Spiders produce six different types of silks. With their spinnerets (major ampullate glands), the eight-legged animals apply physical force to rearrange the proteins' molecular structure into silk. The liquid silk turns solid in the air ' a process still found mysterious by scientists.
The tensile strength and natural elasticity of spider silk are much less than the easier-to-harvest silkworm silk. The former is three times harder than the high-performance synthetic fibres and five times stronger than steel ' if compared pound-for-pound.

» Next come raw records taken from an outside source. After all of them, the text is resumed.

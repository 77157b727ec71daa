//! Brandmail generation pipeline
//!
//! Turns a catalog snapshot, a typed generation request, and the uploaded
//! images into one downloadable archive of per-brand email bundles. The
//! stages, in data-flow order: coupon matching, per-brand workspace
//! assembly, image dimension extraction, document rendering, and archive
//! packaging with guaranteed workspace cleanup.

pub mod bundle;
pub mod dimensions;
pub mod matcher;
pub mod pipeline;
pub mod render;
pub mod workspace;

pub use bundle::{pack_workspaces, remove_workspaces, BundleEntry};
pub use dimensions::{display_dimensions, DisplayDimensions};
pub use matcher::{match_coupons, MatchedCoupon};
pub use pipeline::{generate, Bundle, UploadSet};
pub use render::{render_email, substitute_brand, EmailData};
pub use workspace::{BrandWorkspace, ResolvedCoupon};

Dr Randy Lewis, a professor of molecular biology who studied the genetic make-up of 34,000 different spider species, says, 'The lighter, tougher and more elastic fibres can be used to make ultra-fine surgical sutures, plasters and other wound covers, artificial ligaments and tendons, textiles for parachutes, protective clothing and body armour, ropes, fishing nets, and so on, in an environment-friendly way to replace plastics.'
Unlike silkworms, spiders tend to eat one another and cannot be effectively farmed. This compelled the scientists to search for alternative spider silk sources. For the time being they are introducing 'identified' silk-spider genes into other organisms (from simple bacteria to goats) for producing silk proteins that may later be used to create artificial silk threads.